> **GOAL OF THE EXERCISE**
Starting at the first line of the records below, transcribe each line exactly, ending with the line that contains "-> Result<(), TransportError>".

──────

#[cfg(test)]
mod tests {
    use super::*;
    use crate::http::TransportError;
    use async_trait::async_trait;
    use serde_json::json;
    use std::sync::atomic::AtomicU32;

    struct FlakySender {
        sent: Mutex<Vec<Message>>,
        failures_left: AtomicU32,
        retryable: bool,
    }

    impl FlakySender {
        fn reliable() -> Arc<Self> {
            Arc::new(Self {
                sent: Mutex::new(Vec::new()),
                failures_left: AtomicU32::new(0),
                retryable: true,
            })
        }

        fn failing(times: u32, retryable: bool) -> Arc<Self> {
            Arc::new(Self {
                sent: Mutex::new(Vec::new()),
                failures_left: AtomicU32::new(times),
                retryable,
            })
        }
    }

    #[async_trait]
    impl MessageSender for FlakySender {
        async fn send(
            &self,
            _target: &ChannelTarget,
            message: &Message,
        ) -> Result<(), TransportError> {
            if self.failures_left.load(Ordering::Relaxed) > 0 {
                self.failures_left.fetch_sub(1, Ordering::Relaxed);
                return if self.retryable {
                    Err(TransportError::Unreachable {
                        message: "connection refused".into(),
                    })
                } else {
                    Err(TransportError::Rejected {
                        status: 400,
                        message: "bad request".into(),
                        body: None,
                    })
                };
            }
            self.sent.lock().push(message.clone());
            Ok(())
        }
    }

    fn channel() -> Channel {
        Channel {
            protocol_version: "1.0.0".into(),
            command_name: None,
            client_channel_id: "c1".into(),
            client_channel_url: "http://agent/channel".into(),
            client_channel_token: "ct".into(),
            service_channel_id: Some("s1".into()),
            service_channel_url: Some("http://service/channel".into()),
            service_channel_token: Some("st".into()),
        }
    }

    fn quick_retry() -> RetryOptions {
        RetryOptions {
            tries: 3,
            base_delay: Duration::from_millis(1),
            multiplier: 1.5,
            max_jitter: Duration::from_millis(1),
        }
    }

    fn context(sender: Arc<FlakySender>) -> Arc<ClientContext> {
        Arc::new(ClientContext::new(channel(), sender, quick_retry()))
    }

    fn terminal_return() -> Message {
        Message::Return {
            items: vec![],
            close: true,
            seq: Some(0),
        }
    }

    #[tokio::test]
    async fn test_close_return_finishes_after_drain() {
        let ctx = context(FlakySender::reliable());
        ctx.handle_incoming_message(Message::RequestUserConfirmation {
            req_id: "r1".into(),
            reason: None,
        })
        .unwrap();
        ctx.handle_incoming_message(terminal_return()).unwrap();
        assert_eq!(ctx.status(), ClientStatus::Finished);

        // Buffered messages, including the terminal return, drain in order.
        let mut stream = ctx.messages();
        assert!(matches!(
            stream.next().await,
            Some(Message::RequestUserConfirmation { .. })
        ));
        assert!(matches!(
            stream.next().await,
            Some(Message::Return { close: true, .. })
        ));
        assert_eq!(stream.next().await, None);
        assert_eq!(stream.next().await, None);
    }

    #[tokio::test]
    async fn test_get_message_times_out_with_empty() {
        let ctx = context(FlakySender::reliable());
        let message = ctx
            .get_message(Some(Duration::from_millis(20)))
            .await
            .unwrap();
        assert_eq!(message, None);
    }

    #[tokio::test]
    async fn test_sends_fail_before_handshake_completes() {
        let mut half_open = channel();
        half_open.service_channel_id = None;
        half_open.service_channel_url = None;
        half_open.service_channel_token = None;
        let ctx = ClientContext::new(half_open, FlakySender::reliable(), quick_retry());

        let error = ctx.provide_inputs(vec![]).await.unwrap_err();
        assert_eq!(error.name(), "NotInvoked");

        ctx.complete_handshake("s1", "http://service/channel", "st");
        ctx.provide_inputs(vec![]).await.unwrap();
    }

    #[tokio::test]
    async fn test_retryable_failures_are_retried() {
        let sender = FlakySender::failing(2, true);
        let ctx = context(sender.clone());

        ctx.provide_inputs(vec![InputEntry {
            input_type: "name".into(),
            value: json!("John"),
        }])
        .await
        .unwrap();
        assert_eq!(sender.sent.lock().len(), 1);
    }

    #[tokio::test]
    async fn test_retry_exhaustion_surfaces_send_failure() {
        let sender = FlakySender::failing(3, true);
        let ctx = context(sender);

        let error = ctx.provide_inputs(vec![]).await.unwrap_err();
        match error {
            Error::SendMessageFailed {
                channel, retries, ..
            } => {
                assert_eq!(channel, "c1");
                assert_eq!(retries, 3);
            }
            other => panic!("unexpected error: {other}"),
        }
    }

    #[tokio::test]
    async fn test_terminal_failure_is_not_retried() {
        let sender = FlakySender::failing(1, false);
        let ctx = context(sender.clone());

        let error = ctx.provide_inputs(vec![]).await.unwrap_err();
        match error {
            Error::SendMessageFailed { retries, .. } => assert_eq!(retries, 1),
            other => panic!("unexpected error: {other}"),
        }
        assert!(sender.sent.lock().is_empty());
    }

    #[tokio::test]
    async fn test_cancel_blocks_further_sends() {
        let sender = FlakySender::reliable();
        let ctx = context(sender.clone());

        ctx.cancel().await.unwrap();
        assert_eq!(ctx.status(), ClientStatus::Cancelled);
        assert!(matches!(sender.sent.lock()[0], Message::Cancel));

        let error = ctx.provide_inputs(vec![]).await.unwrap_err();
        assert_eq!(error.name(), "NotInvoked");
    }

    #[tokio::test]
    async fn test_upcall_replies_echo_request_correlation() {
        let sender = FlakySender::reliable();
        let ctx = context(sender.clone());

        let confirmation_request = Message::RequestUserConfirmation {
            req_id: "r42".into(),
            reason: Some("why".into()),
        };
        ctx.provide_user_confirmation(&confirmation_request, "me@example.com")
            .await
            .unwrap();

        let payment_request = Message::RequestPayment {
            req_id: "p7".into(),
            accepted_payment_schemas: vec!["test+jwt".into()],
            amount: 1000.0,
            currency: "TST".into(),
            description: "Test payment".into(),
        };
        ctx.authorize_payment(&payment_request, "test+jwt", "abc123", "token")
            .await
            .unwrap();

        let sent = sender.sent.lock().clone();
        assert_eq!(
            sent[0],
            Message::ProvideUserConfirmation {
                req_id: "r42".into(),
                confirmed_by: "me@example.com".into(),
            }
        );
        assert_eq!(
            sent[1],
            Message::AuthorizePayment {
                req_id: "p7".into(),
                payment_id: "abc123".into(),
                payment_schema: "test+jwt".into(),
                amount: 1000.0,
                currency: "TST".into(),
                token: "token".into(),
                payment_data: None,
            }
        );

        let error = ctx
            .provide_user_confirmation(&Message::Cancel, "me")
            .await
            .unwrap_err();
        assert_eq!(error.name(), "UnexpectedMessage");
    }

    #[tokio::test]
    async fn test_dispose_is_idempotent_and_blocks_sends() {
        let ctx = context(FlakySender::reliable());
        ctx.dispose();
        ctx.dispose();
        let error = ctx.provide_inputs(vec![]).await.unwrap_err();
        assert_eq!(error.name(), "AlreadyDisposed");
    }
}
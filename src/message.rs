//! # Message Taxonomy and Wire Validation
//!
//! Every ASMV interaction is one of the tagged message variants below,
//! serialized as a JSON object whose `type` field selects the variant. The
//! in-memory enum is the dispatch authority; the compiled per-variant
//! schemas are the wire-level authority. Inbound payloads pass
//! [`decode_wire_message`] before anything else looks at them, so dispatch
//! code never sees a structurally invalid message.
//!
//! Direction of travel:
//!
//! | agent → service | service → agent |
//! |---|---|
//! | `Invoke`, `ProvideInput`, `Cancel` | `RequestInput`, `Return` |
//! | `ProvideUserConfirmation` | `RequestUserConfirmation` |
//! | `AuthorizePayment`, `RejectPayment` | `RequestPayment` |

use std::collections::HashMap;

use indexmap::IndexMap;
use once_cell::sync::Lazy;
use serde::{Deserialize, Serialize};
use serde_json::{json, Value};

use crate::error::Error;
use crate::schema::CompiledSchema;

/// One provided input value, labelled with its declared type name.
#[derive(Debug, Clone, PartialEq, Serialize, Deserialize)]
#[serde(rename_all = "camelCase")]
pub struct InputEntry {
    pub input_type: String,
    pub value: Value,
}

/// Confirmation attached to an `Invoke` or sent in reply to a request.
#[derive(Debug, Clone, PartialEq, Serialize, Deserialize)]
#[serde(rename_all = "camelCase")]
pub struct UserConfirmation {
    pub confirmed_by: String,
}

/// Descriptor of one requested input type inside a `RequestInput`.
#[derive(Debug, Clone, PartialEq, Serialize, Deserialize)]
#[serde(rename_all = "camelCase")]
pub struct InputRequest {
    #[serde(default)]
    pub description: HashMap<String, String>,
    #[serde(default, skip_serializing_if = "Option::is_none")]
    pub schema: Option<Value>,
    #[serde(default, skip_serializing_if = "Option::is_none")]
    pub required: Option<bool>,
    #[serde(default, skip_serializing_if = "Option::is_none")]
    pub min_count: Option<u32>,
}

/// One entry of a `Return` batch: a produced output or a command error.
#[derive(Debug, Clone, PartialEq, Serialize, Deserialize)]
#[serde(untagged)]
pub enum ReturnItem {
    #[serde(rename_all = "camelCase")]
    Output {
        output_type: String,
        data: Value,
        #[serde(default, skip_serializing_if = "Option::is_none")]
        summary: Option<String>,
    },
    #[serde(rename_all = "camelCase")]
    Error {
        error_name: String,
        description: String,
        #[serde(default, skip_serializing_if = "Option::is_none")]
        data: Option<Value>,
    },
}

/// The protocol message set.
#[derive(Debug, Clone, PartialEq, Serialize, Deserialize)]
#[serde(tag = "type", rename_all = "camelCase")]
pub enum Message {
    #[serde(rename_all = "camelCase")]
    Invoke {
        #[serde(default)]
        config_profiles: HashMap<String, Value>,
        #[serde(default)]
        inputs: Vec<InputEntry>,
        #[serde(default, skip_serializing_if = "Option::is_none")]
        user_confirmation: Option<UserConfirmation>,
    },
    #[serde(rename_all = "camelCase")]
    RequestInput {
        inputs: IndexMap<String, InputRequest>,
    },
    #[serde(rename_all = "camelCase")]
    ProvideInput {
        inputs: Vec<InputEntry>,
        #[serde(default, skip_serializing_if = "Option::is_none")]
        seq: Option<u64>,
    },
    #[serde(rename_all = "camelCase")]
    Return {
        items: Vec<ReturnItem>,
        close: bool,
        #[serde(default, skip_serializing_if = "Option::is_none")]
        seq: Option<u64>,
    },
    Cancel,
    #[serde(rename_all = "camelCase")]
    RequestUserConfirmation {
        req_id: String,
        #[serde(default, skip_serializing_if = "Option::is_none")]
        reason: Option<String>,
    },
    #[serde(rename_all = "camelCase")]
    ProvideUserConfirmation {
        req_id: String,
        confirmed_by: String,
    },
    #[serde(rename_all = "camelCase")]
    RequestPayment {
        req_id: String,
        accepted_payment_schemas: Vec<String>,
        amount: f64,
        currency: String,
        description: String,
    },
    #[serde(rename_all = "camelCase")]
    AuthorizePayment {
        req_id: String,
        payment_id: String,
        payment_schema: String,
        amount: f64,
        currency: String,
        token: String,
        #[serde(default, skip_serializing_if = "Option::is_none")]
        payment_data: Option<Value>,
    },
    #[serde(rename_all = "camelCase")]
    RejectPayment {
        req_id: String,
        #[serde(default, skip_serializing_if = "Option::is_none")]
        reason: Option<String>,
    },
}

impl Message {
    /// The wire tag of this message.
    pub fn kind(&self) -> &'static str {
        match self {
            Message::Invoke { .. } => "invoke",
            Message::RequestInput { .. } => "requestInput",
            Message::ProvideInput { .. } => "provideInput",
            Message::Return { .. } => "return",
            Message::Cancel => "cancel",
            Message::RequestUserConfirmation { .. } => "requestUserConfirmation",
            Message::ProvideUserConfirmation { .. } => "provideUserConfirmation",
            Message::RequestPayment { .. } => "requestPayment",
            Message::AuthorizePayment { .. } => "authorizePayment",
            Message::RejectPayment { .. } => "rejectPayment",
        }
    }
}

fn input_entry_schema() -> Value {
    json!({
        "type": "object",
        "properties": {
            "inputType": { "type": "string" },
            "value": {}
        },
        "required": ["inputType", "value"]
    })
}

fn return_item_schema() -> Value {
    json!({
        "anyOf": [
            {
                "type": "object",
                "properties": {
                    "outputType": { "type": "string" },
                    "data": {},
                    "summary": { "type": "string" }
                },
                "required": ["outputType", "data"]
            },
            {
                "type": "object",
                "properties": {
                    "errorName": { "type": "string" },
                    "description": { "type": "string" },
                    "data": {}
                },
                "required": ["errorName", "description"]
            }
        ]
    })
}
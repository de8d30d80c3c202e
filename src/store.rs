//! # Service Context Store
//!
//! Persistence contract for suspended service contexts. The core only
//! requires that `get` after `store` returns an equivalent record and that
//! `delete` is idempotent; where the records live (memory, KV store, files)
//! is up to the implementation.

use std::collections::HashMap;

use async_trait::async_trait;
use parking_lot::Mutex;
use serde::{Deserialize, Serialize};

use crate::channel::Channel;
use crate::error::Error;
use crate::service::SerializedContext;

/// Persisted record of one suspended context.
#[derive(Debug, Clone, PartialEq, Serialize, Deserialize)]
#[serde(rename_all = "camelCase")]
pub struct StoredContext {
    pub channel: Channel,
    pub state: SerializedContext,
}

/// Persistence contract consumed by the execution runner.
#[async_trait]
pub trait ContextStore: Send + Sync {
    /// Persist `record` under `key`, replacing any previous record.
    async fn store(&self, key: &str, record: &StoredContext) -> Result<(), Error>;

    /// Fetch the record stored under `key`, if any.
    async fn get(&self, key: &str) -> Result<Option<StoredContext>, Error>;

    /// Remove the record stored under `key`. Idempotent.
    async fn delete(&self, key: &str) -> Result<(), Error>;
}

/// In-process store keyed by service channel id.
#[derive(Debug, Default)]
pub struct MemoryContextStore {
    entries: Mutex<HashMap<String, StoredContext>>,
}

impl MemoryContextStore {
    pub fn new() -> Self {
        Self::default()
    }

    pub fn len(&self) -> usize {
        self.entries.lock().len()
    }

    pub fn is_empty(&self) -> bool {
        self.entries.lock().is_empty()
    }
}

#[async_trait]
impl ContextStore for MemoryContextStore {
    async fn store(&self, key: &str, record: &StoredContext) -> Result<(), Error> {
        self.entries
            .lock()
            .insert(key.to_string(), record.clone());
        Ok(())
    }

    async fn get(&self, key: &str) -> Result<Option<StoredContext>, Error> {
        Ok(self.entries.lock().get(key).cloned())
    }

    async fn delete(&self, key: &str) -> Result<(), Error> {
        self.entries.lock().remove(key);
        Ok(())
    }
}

──────

> **RESULT**
#[cfg(test)]
mod tests {
    use super::*;
    use crate::http::TransportError;
    use async_trait::async_trait;
    use serde_json::json;
    use std::sync::atomic::AtomicU32;

    struct FlakySender {
        sent: Mutex<Vec<Message>>,
        failures_left: AtomicU32,
        retryable: bool,
    }

    impl FlakySender {
        fn reliable() -> Arc<Self> {
            Arc::new(Self {
                sent: Mutex::new(Vec::new()),
                failures_left: AtomicU32::new(0),
                retryable: true,
            })
        }

        fn failing(times: u32, retryable: bool) -> Arc<Self> {
            Arc::new(Self {
                sent: Mutex::new(Vec::new()),
                failures_left: AtomicU32::new(times),
                retryable,
            })
        }
    }

    #[async_trait]
    impl MessageSender for FlakySender {
        async fn send(
            &self,
            _target: &ChannelTarget,
            message: &Message,
        ) -> Result<(), TransportError> {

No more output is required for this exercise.